//! Commands for the Brewing context.

use alchemist_catalog::domain::potion::PotionCategory;
use alchemist_core::command::Command;
use uuid::Uuid;

/// Command to brew a potion from three pantry ingredients.
#[derive(Debug, Clone)]
pub struct BrewPotion {
    /// The correlation ID for tracing.
    pub correlation_id: Uuid,
    /// The player brewing.
    pub player_id: Uuid,
    /// Catalog ids of the ingredients to combine.
    pub ingredient_ids: Vec<u32>,
    /// The attribute the player picked, when the potion brewer talent offers
    /// a choice.
    pub chosen_attribute: Option<PotionCategory>,
}

impl Command for BrewPotion {
    fn command_type(&self) -> &'static str {
        "brewing.brew_potion"
    }

    fn correlation_id(&self) -> Uuid {
        self.correlation_id
    }

    fn player_id(&self) -> Uuid {
        self.player_id
    }
}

--

PROMPT:
Go through the listing above and reproduce all of it exactly.

REPLY:
//! Commands for the Brewing context.

use alchemist_catalog::domain::potion::PotionCategory;
use alchemist_core::command::Command;
use uuid::Uuid;

/// Command to brew a potion from three pantry ingredients.
#[derive(Debug, Clone)]
pub struct BrewPotion {
    /// The correlation ID for tracing.
    pub correlation_id: Uuid,
    /// The player brewing.
    pub player_id: Uuid,
    /// Catalog ids of the ingredients to combine.
    pub ingredient_ids: Vec<u32>,
    /// The attribute the player picked, when the potion brewer talent offers
    /// a choice.
    pub chosen_attribute: Option<PotionCategory>,
}

impl Command for BrewPotion {
    fn command_type(&self) -> &'static str {
        "brewing.brew_potion"
    }

    fn correlation_id(&self) -> Uuid {
        self.correlation_id
    }

    fn player_id(&self) -> Uuid {
        self.player_id
    }
}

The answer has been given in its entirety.